Other, more common alternatives for eggs are oil, applesauce and soy flour. One heaping tablespoon of soy flour mixed with one tablespoon of water is equal to one egg. Four ounces of applesauce (unsweetened works best) is equal to one egg. Oil is a bit trickier. Many recipes already call for oil so you need to be careful adding more oil. If a recipe does not call for oil, adding oil instead of an egg works pretty well. If a recipe calls for oil already I have better luck using the soy flour or applesauce instead of extra oil.

I have found that using actual eggs is the best thing for baking. Some recipes call for two or three eggs though. When a recipe calls for multiple eggs I always substitute for one egg. This allows me to stretch my eggs further so I don't run out as quickly. Also this means there are fewer eggs in the recipe. If you substitute with applesauce it is a healthier alternative than lots of eggs.

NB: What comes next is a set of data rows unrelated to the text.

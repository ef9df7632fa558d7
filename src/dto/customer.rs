//! Buyer/customer DTO.

use crate::serialize::{TagField, TagValue, Taggable};

/// The person behind an order or a tagged storefront session.
///
/// `marketing_permission` is a real boolean on the wire: `false` means
/// "explicitly declined" and is always serialized, never omitted.
/// Name fields are HTML-entity encoded before markup rendering.
#[derive(Debug, Clone, Default)]
pub struct Buyer {
    /// Given name.
    pub first_name: Option<String>,
    /// Family name.
    pub last_name: Option<String>,
    /// Email address.
    pub email: Option<String>,
    /// Phone number.
    pub phone: Option<String>,
    /// Postal code.
    pub post_code: Option<String>,
    /// ISO 3166-1 alpha-2 country code.
    pub country: Option<String>,
    /// Whether the buyer consented to marketing communication.
    pub marketing_permission: bool,
}

impl Buyer {
    /// Creates an empty buyer.
    #[must_use]
    pub fn new() -> Self {
        Self::default()
    }
}

impl Taggable for Buyer {
    fn tag_fields(&self) -> Vec<TagField<'_>> {
        vec![
            TagField::new("firstName", self.first_name.as_deref().map(TagValue::from)),
            TagField::new("lastName", self.last_name.as_deref().map(TagValue::from)),
            TagField::new("email", self.email.as_deref().map(TagValue::from)),
            TagField::new("phone", self.phone.as_deref().map(TagValue::from)),
            TagField::new("postCode", self.post_code.as_deref().map(TagValue::from)),
            TagField::new("country", self.country.as_deref().map(TagValue::from)),
            TagField::new("marketingPermission", Some(TagValue::from(self.marketing_permission))),
        ]
    }

    fn html_encoded_fields(&self) -> &'static [&'static str] {
        &["firstName", "lastName"]
    }
}
//! Recotag SDK: merchant integration for a commerce recommendation platform.
//!
//! A Rust library merchant e-commerce platforms embed to feed the Recotag
//! recommendation service: it builds DTOs (products, orders, buyers,
//! carts), serializes them to JSON payloads and invisible on-page tagging
//! markup, encrypts history-export bundles, and issues the platform API
//! operations (sign-up, SSO, order confirmation, product upsert/recrawl,
//! history export).
//!
//! # Architecture
//!
//! ```text
//! ┌──────────────────────┐
//! │   Merchant platform  │  shop backend / storefront templates
//! └─────────┬────────────┘
//!           │ DTOs (Product, Order, Cart, Buyer)
//! ┌─────────▼────────────────────────────────────────┐
//! │              Recotag SDK (this crate)            │
//! │  ┌────────────┐  ┌──────────────┐  ┌──────────┐  │
//! │  │ serialize  │──│    export    │  │   api    │  │
//! │  │ JSON + <span>│ │ AES-256-GCM  │  │ reqwest  │  │
//! │  │ markup     │  │ envelopes    │  │ + retry  │  │
//! │  └────────────┘  └──────────────┘  └──────────┘  │
//! └─────────┬───────────────────────────┬────────────┘
//!           │ hidden markup in page HTML │ HTTPS
//! ┌─────────▼──────────┐      ┌─────────▼──────────┐
//! │  Browser-side tag  │      │   Platform API     │
//! └────────────────────┘      └────────────────────┘
//! ```
//!
//! # Quick Start
//!
//! ## 1. Tag a product page
//!
//! ```
//! use recotag::{dto::Product, serialize::markup};
//! use rust_decimal::Decimal;
//!
//! let mut product = Product::new(42, "Trail Jacket", "https://shop.example.com/p/42");
//! product.price = Some(Decimal::new(12900, 2));
//! product.tag1 = vec!["outdoor".to_owned()];
//!
//! // Embed this block anywhere in the product page HTML.
//! let html = markup::render(&product, "product")?;
//! assert!(html.contains("<span class=\"product_id\">42</span>"));
//! # Ok::<(), recotag::error::SdkError>(())
//! ```
//!
//! ## 2. Confirm an order
//!
//! ```no_run
//! use recotag::{
//!     api::{ApiClient, orders},
//!     config::AccountConfig,
//!     dto::{LineItem, Order, OrderStatus},
//! };
//!
//! # async fn example() -> recotag::error::Result<()> {
//! let config = AccountConfig::from_toml_str(
//!     r#"
//!     account_id = "shop-eu-1"
//!
//!     [tokens]
//!     api = "tok_live_abc123"
//!     "#,
//! )?;
//! let client = ApiClient::new(config)?;
//!
//! let mut order = Order::new("1001");
//! order.order_status_code = Some(OrderStatus::Paid);
//! order.purchased_items.push(LineItem::new(42, 2, "Trail Jacket"));
//!
//! orders::confirm_order(&client, &order).await?;
//! # Ok(())
//! # }
//! ```
//!
//! ## 3. Export history on account creation
//!
//! ```no_run
//! use recotag::{
//!     api::{ApiClient, ExportOutcome, HistoryKind, history},
//!     config::AccountConfig,
//!     dto::Order,
//!     serialize::Taggable,
//! };
//!
//! # async fn example(past_orders: Vec<Order>) -> recotag::error::Result<()> {
//! # let config = AccountConfig::new("shop-eu-1");
//! let client = ApiClient::new(config)?;
//!
//! let items: Vec<&dyn Taggable> = past_orders.iter().map(|o| o as &dyn Taggable).collect();
//! match history::export_history(&client, HistoryKind::Orders, items).await? {
//!     ExportOutcome::Exported { bytes } => println!("uploaded {bytes} bytes"),
//!     ExportOutcome::Skipped => println!("no export secret, skipped"),
//! }
//! # Ok(())
//! # }
//! ```
//!
//! # Module Organization
//!
//! - [`serialize`]: the serialization core: [`Taggable`](serialize::Taggable)
//!   DTO descriptions, snake_case JSON, invisible markup rendering
//! - [`export`]: AES-256-GCM encrypted history export envelopes
//! - [`dto`]: product/order/buyer/cart data holders
//! - [`api`]: platform API operations over HTTPS with retry
//! - [`config`]: TOML account configuration and token handling
//! - [`error`]: error types with recovery guidance
//!
//! # Wire Contracts
//!
//! Three formats leave this crate, all documented at their module roots:
//!
//! - **JSON** ([`serialize::json`]): snake_case keys (custom fields
//!   verbatim), alphabetically ordered at every nesting level, null-like
//!   values omitted.
//! - **Markup** ([`serialize::markup`]): nested `<span class="...">` under
//!   a hidden `<div class="notranslate">`, null-like subtrees omitted
//!   entirely.
//! - **Export envelope** ([`export`]): `nonce(12) ‖ ciphertext ‖ tag(16)`
//!   under `SHA3-256(base64_decode(secret))`.
//!
//! # Concurrency
//!
//! The serialization and export core is synchronous, allocation-only, and
//! re-entrant; nonce generation uses the process CSPRNG, which is safe for
//! concurrent exports. Only the [`api`] operations are async.

#![warn(missing_docs)]
#![warn(missing_debug_implementations)]

pub mod api;
pub mod config;
pub mod dto;
pub mod error;
pub mod export;
pub mod serialize;

pub use api::ApiClient;
pub use config::AccountConfig;
pub use error::{Result, SdkError};

/// SDK version reported to the platform in the `X-SDK-Version` header.
pub const VERSION: &str = env!("CARGO_PKG_VERSION");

Cooking and baking without eggs can be difficult, though it is possible. I like having lots of alternatives for items that I frequently use - this limits the number of times I have to make a run to the store at the last minute. Using egg substitutes is somewhat trial and error though. You have to be careful how many eggs you replace. Using egg substitutes in scratch recipes works better than trying to use substitutes with boxed mixes. Finding substitutes that work for me though has been a life saver many times.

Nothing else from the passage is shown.